1. Small problem. In a function "RealScalar threshold() const" in SCDbase.h I have to replace "return m_usePrescribedThreshold ? m_prescribedThreshold
                                    : diagSize* NumTraits<Scalar>::epsilon();" with "return m_usePrescribedThreshold ? m_prescribedThreshold
                                    : Scalar(diagSize)* NumTraits<Scalar>::epsilon();"

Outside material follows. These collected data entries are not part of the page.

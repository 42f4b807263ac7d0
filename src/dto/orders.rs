use serde::Deserialize;
use utoipa::ToSchema;
use uuid::Uuid;

use crate::validation::de_number;

#[derive(Debug, Clone, Deserialize, ToSchema)]
#[serde(rename_all = "camelCase")]
pub struct OrderLineInput {
    pub meal_id: Uuid,
    pub meal_name: String,
    #[serde(deserialize_with = "de_number")]
    #[schema(value_type = f64)]
    pub price: f64,
    pub quantity: u32,
}

#[derive(Debug, Deserialize, ToSchema)]
#[serde(rename_all = "camelCase")]
pub struct CreateOrderRequest {
    /// Defaults to the caller's verified email.
    pub user_email: Option<String>,
    pub user_address: Option<String>,
    pub chef_id: Option<String>,
    pub items: Vec<OrderLineInput>,
}

#[derive(Debug, Deserialize, ToSchema)]
#[serde(rename_all = "camelCase")]
pub struct UpdateOrderStatusRequest {
    pub order_status: String,
}

#[derive(Debug, Deserialize, ToSchema)]
#[serde(rename_all = "camelCase")]
pub struct UpdatePaymentStatusRequest {
    pub payment_status: String,
}
mod common;

use chef_bazaar_api::{
    dto::{
        favorites::AddFavoriteRequest,
        users::{CreateUserRequest, UpdateRoleRequest, UpdateStatusRequest},
    },
    entity::{Favorites, Users},
    error::AppError,
    models::Role,
    routes::params::FavoriteQuery,
    services::{favorite_service, user_service},
};
use sea_orm::{EntityTrait, PaginatorTrait};
use uuid::Uuid;

fn favorite(meal_id: Uuid) -> AddFavoriteRequest {
    AddFavoriteRequest {
        user_email: None,
        meal_id,
        meal_name: None,
        chef_id: None,
        chef_name: None,
        price: None,
        image: None,
    }
}

#[tokio::test]
async fn creating_the_same_user_twice_returns_the_existing_record() -> anyhow::Result<()> {
    let state = common::setup_state().await?;
    let user = common::customer();

    let first = user_service::create_user(
        &state,
        &user,
        CreateUserRequest {
            name: Some("First Name".into()),
            ..Default::default()
        },
    )
    .await?;
    assert_eq!(first.message, "User created");
    let first = first.data.expect("user");
    assert_eq!(first.email, common::CUSTOMER_EMAIL);
    assert_eq!(first.role, "user");
    assert_eq!(first.status, "active");

    let second = user_service::create_user(
        &state,
        &user,
        CreateUserRequest {
            name: Some("Other Name".into()),
            ..Default::default()
        },
    )
    .await?;
    assert_eq!(second.message, "User already exists");
    let second = second.data.expect("user");
    assert_eq!(second.id, first.id);
    assert_eq!(second.name.as_deref(), Some("First Name"));

    assert_eq!(Users::find().count(&state.orm).await?, 1);
    Ok(())
}

#[tokio::test]
async fn role_and_status_updates_target_the_email() -> anyhow::Result<()> {
    let state = common::setup_state().await?;
    common::insert_user(&state, "cook@example.com", "user").await?;

    let updated = user_service::update_role(
        &state,
        &common::admin(),
        "cook@example.com",
        UpdateRoleRequest {
            role: Some(Role::Chef),
            chef_id: Some("CHEF-42".into()),
            ..Default::default()
        },
    )
    .await?
    .data
    .expect("user");
    assert_eq!(updated.role, "chef");
    assert_eq!(updated.chef_id.as_deref(), Some("CHEF-42"));

    let updated = user_service::update_status(
        &state,
        &common::admin(),
        "cook@example.com",
        UpdateStatusRequest {
            status: "fraud".into(),
        },
    )
    .await?
    .data
    .expect("user");
    assert_eq!(updated.status, "fraud");

    let err = user_service::update_status(
        &state,
        &common::admin(),
        "missing@example.com",
        UpdateStatusRequest {
            status: "active".into(),
        },
    )
    .await
    .expect_err("unknown email");
    assert!(matches!(err, AppError::NotFound));
    Ok(())
}

#[tokio::test]
async fn duplicate_favorite_conflicts_and_stores_one_record() -> anyhow::Result<()> {
    let state = common::setup_state().await?;
    let user = common::customer();
    let meal_id = common::insert_meal(&state, "Biryani", 12.5).await?;

    let added = favorite_service::add_favorite(&state, &user, favorite(meal_id))
        .await?
        .data
        .expect("favorite");
    assert_eq!(added.user_email, common::CUSTOMER_EMAIL);
    assert_eq!(added.meal_name.as_deref(), Some("Biryani"));
    assert_eq!(added.price, Some(12.5));

    let err = favorite_service::add_favorite(&state, &user, favorite(meal_id))
        .await
        .expect_err("duplicate favorite");
    assert!(matches!(err, AppError::Conflict(_)));
    assert_eq!(Favorites::find().count(&state.orm).await?, 1);

    // Another user may favorite the same meal.
    favorite_service::add_favorite(&state, &common::admin(), favorite(meal_id)).await?;
    assert_eq!(Favorites::find().count(&state.orm).await?, 2);
    Ok(())
}

#[tokio::test]
async fn favorite_requires_an_existing_meal() -> anyhow::Result<()> {
    let state = common::setup_state().await?;

    let err = favorite_service::add_favorite(&state, &common::customer(), favorite(Uuid::new_v4()))
        .await
        .expect_err("unknown meal");
    assert!(matches!(err, AppError::BadRequest(_)));
    assert_eq!(Favorites::find().count(&state.orm).await?, 0);
    Ok(())
}

#[tokio::test]
async fn favorites_list_filters_by_user_and_remove_deletes() -> anyhow::Result<()> {
    let state = common::setup_state().await?;
    let first = common::insert_meal(&state, "Biryani", 12.5).await?;
    let second = common::insert_meal(&state, "Pitha", 5.5).await?;

    let mine = favorite_service::add_favorite(&state, &common::customer(), favorite(first))
        .await?
        .data
        .expect("favorite");
    favorite_service::add_favorite(&state, &common::customer(), favorite(second)).await?;
    favorite_service::add_favorite(&state, &common::admin(), favorite(first)).await?;

    let listed = favorite_service::list_favorites(
        &state,
        FavoriteQuery {
            user_email: Some(common::CUSTOMER_EMAIL.into()),
            page: Some(1),
            limit: Some(1),
        },
    )
    .await?;
    let meta = listed.meta.expect("meta");
    assert_eq!(meta.total, Some(2));
    assert_eq!(meta.total_pages, Some(2));
    assert_eq!(listed.data.expect("favorites").len(), 1);

    favorite_service::remove_favorite(&state, &common::customer(), mine.id).await?;
    let err = favorite_service::remove_favorite(&state, &common::customer(), mine.id)
        .await
        .expect_err("already removed");
    assert!(matches!(err, AppError::NotFound));
    assert_eq!(Favorites::find().count(&state.orm).await?, 2);
    Ok(())
}
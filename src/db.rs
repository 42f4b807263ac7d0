use std::time::Duration;

use anyhow::Result;
use sea_orm::{ConnectOptions, Database, DatabaseConnection};
use sea_orm_migration::MigratorTrait;

use crate::migration::Migrator;

/// Create a SeaORM connection. The handle lives for the whole process.
pub async fn create_orm_conn(database_url: &str) -> Result<DatabaseConnection> {
    let mut options = ConnectOptions::new(database_url.to_owned());
    options
        .max_connections(20)
        .connect_timeout(Duration::from_secs(10))
        .sqlx_logging(false);
    let conn = Database::connect(options).await?;
    Ok(conn)
}

/// Single-connection in-memory SQLite store, used by tests and local experiments.
pub async fn create_memory_conn() -> Result<DatabaseConnection> {
    let mut options = ConnectOptions::new("sqlite::memory:".to_owned());
    options.max_connections(1).min_connections(1).sqlx_logging(false);
    let conn = Database::connect(options).await?;
    Ok(conn)
}

/// Apply every pending migration.
pub async fn run_migrations(conn: &DatabaseConnection) -> Result<()> {
    Migrator::up(conn, None).await?;
    Ok(())
}
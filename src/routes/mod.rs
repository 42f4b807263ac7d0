use axum::{
    Json, Router,
    http::{StatusCode, Uri},
    routing::get,
};

use crate::{
    response::{ApiResponse, Meta},
    state::AppState,
};

pub mod doc;
pub mod extract;
pub mod favorites;
pub mod health;
pub mod meals;
pub mod orders;
pub mod params;
pub mod payments;
pub mod requests;
pub mod reviews;
pub mod users;

// Build the API router without binding state; it will be provided at the top level.
pub fn create_api_router() -> Router<AppState> {
    Router::new()
        .nest("/meals", meals::router())
        .nest("/users", users::router())
        .nest("/reviews", reviews::router())
        .nest("/favorites", favorites::router())
        .nest("/orders", orders::router())
        .nest("/requests", requests::router())
        .merge(payments::router())
}

/// Every route the service exposes, before middleware layers and state.
pub fn create_app_router() -> Router<AppState> {
    Router::new()
        .route("/", get(root))
        .route("/health", get(health::health_check))
        .merge(create_api_router())
        .merge(doc::scalar_docs())
        .fallback(not_found)
}

async fn root() -> &'static str {
    "Chef Bazaar server is running"
}

async fn not_found(uri: Uri) -> (StatusCode, Json<ApiResponse<serde_json::Value>>) {
    let body = ApiResponse::success(
        "Not Found",
        serde_json::json!({ "path": uri.path() }),
        Some(Meta::empty()),
    );
    (StatusCode::NOT_FOUND, Json(body))
}
use chrono::{DateTime, Utc};
use serde::{Deserialize, Serialize};
use utoipa::ToSchema;
use uuid::Uuid;

use crate::entity::{favorites, meals, orders, payment_history, requests, reviews, users};

#[derive(Debug, Clone, Copy, PartialEq, Eq, Serialize, Deserialize, ToSchema)]
#[serde(rename_all = "lowercase")]
pub enum Role {
    User,
    Chef,
    Admin,
}

impl Role {
    pub fn as_str(&self) -> &'static str {
        match self {
            Role::User => "user",
            Role::Chef => "chef",
            Role::Admin => "admin",
        }
    }
}

#[derive(Debug, Clone, Copy, PartialEq, Eq, Serialize, Deserialize, ToSchema)]
#[serde(rename_all = "lowercase")]
pub enum RequestStatus {
    Pending,
    Approved,
    Rejected,
}

impl RequestStatus {
    pub fn as_str(&self) -> &'static str {
        match self {
            RequestStatus::Pending => "pending",
            RequestStatus::Approved => "approved",
            RequestStatus::Rejected => "rejected",
        }
    }

    pub fn is_terminal(&self) -> bool {
        !matches!(self, RequestStatus::Pending)
    }

    pub fn parse(value: &str) -> Option<Self> {
        match value {
            "pending" => Some(RequestStatus::Pending),
            "approved" => Some(RequestStatus::Approved),
            "rejected" => Some(RequestStatus::Rejected),
            _ => None,
        }
    }
}

pub const USER_STATUS_ACTIVE: &str = "active";

pub const ORDER_STATUSES: [&str; 4] = ["pending", "accepted", "delivered", "cancelled"];
pub const PAYMENT_STATUSES: [&str; 2] = ["pending", "paid"];

#[derive(Debug, Clone, Serialize, Deserialize, ToSchema)]
#[serde(rename_all = "camelCase")]
pub struct Meal {
    pub id: Uuid,
    pub name: String,
    pub chef_name: String,
    pub chef_id: Option<String>,
    pub chef_email: Option<String>,
    pub image: Option<String>,
    pub price: f64,
    pub rating: f64,
    pub ingredients: Vec<String>,
    pub estimated_delivery_time: Option<String>,
    pub delivery_area: Option<String>,
    pub chef_experience: Option<String>,
    pub details: Option<serde_json::Value>,
    pub created_at: DateTime<Utc>,
}

impl From<meals::Model> for Meal {
    fn from(model: meals::Model) -> Self {
        Self {
            id: model.id,
            name: model.name,
            chef_name: model.chef_name,
            chef_id: model.chef_id,
            chef_email: model.chef_email,
            image: model.image,
            price: model.price,
            rating: model.rating,
            ingredients: serde_json::from_value(model.ingredients).unwrap_or_default(),
            estimated_delivery_time: model.estimated_delivery_time,
            delivery_area: model.delivery_area,
            chef_experience: model.chef_experience,
            details: model.details,
            created_at: model.created_at.with_timezone(&Utc),
        }
    }
}

#[derive(Debug, Clone, Serialize, Deserialize, ToSchema)]
#[serde(rename_all = "camelCase")]
pub struct User {
    pub id: Uuid,
    pub email: String,
    pub name: Option<String>,
    #[serde(rename = "photoURL")]
    pub photo_url: Option<String>,
    pub address: Option<String>,
    pub role: String,
    pub status: String,
    pub chef_id: Option<String>,
    pub created_at: DateTime<Utc>,
}

impl From<users::Model> for User {
    fn from(model: users::Model) -> Self {
        Self {
            id: model.id,
            email: model.email,
            name: model.name,
            photo_url: model.photo_url,
            address: model.address,
            role: model.role,
            status: model.status,
            chef_id: model.chef_id,
            created_at: model.created_at.with_timezone(&Utc),
        }
    }
}

#[derive(Debug, Clone, Serialize, Deserialize, ToSchema)]
#[serde(rename_all = "camelCase")]
pub struct Review {
    pub id: Uuid,
    pub food_id: Uuid,
    pub meal_name: Option<String>,
    pub reviewer_email: String,
    pub reviewer_name: Option<String>,
    pub reviewer_image: Option<String>,
    pub rating: f64,
    pub comment: String,
    pub date: DateTime<Utc>,
    pub created_at: DateTime<Utc>,
}

impl From<reviews::Model> for Review {
    fn from(model: reviews::Model) -> Self {
        Self {
            id: model.id,
            food_id: model.food_id,
            meal_name: model.meal_name,
            reviewer_email: model.reviewer_email,
            reviewer_name: model.reviewer_name,
            reviewer_image: model.reviewer_image,
            rating: model.rating,
            comment: model.comment,
            date: model.date.with_timezone(&Utc),
            created_at: model.created_at.with_timezone(&Utc),
        }
    }
}

#[derive(Debug, Clone, Serialize, Deserialize, ToSchema)]
#[serde(rename_all = "camelCase")]
pub struct Favorite {
    pub id: Uuid,
    pub user_email: String,
    pub meal_id: Uuid,
    pub meal_name: Option<String>,
    pub chef_id: Option<String>,
    pub chef_name: Option<String>,
    pub price: Option<f64>,
    pub image: Option<String>,
    pub added_at: DateTime<Utc>,
}

impl From<favorites::Model> for Favorite {
    fn from(model: favorites::Model) -> Self {
        Self {
            id: model.id,
            user_email: model.user_email,
            meal_id: model.meal_id,
            meal_name: model.meal_name,
            chef_id: model.chef_id,
            chef_name: model.chef_name,
            price: model.price,
            image: model.image,
            added_at: model.added_at.with_timezone(&Utc),
        }
    }
}

#[derive(Debug, Clone, PartialEq, Serialize, Deserialize, ToSchema)]
#[serde(rename_all = "camelCase")]
pub struct OrderLine {
    pub meal_id: Uuid,
    pub meal_name: String,
    pub price: f64,
    pub quantity: u32,
}

#[derive(Debug, Clone, Serialize, Deserialize, ToSchema)]
#[serde(rename_all = "camelCase")]
pub struct Order {
    pub id: Uuid,
    pub user_email: String,
    pub user_address: Option<String>,
    pub chef_id: Option<String>,
    pub items: Vec<OrderLine>,
    pub total_price: f64,
    pub order_status: String,
    pub payment_status: String,
    pub order_time: DateTime<Utc>,
    pub paid_at: Option<DateTime<Utc>>,
}

impl From<orders::Model> for Order {
    fn from(model: orders::Model) -> Self {
        Self {
            id: model.id,
            user_email: model.user_email,
            user_address: model.user_address,
            chef_id: model.chef_id,
            items: serde_json::from_value(model.items).unwrap_or_default(),
            total_price: model.total_price,
            order_status: model.order_status,
            payment_status: model.payment_status,
            order_time: model.order_time.with_timezone(&Utc),
            paid_at: model.paid_at.map(|dt| dt.with_timezone(&Utc)),
        }
    }
}

#[derive(Debug, Clone, Serialize, Deserialize, ToSchema)]
#[serde(rename_all = "camelCase")]
pub struct RoleRequest {
    pub id: Uuid,
    pub user_email: String,
    pub user_name: Option<String>,
    pub request_type: String,
    pub request_status: String,
    pub request_time: DateTime<Utc>,
}

impl From<requests::Model> for RoleRequest {
    fn from(model: requests::Model) -> Self {
        Self {
            id: model.id,
            user_email: model.user_email,
            user_name: model.user_name,
            request_type: model.request_type,
            request_status: model.request_status,
            request_time: model.request_time.with_timezone(&Utc),
        }
    }
}

#[derive(Debug, Clone, Serialize, Deserialize, ToSchema)]
#[serde(rename_all = "camelCase")]
pub struct PaymentRecord {
    pub id: Uuid,
    pub order_id: Option<Uuid>,
    pub user_email: String,
    pub amount: f64,
    pub currency: String,
    pub transaction_id: String,
    pub paid_at: DateTime<Utc>,
}

impl From<payment_history::Model> for PaymentRecord {
    fn from(model: payment_history::Model) -> Self {
        Self {
            id: model.id,
            order_id: model.order_id,
            user_email: model.user_email,
            amount: model.amount,
            currency: model.currency,
            transaction_id: model.transaction_id,
            paid_at: model.paid_at.with_timezone(&Utc),
        }
    }
}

This fix is similar Gael's fix of Bug 1403

2. It is less trivial. I expect that x(p) = pseudo-inverse(A(p))*b; is vector of Jet. And it is actually true for e.g SVD decompoazition

x(p) = VSU^T * b. 

But if I use 

JcobySVD<Matrix<Jet<double, 2>, Dynamic, Dynamic>> svd(A);

x(p) = svd.solve(b),

I got error message.

Here code for reproducing the error

 

// test_svd_jet.cpp

#include <ceres/jet.h>

using ceres::Jet;

 

int test_svd_jet()
{

    typedef Matrix<Jet<double, 2>, Dynamic, Dynamic> Mat;
    typedef Matrix<Jet<double, 2>, Dynamic, 1> Vec;
     Mat A = MatrixXd::Random(3, 2).cast <Jet<double, 2>>();
     VectorXd b = VectorXd::Random(3);

     JacobiSVD<Mat> svd(A, ComputeThinU | ComputeThinV);
     int l_rank = svd.rank();
     Vec c = svd.matrixV().leftCols(l_rank)
         * svd.singularValues().head(l_rank).asDiagonal().inverse()
         * svd.matrixU().leftCols(l_rank).adjoint() * b; // *

     Vec c1 = svd.solve(b.cast<Jet<double, 2>>()); // **

     Vec c2 = svd.solve(b); // ***

     return 0;
}

// End test_svd_jet.cpp

 

// * and // ** work fine an give the same results. // *** fails with VS 2019 error message

Eigen\src\Core\functors\AssignmentFunctors.h(24,1):

error C2679: binary '=': no operator found which takes
a right-hand operand of type 'const SrcScalar'
(or there is no acceptable conversion)

The error points to line //***. I thing that solution is of type VectorXd instead of Vec and there is problem with assignment of double to Jet. Derivatives are lost either. It should work similar to complex type. If A is complex matrix and b is real vector, x must be complex. There is something wrong with Type deduction in SVD or QR decomposition.

 

Do you have any idea of how to fix it.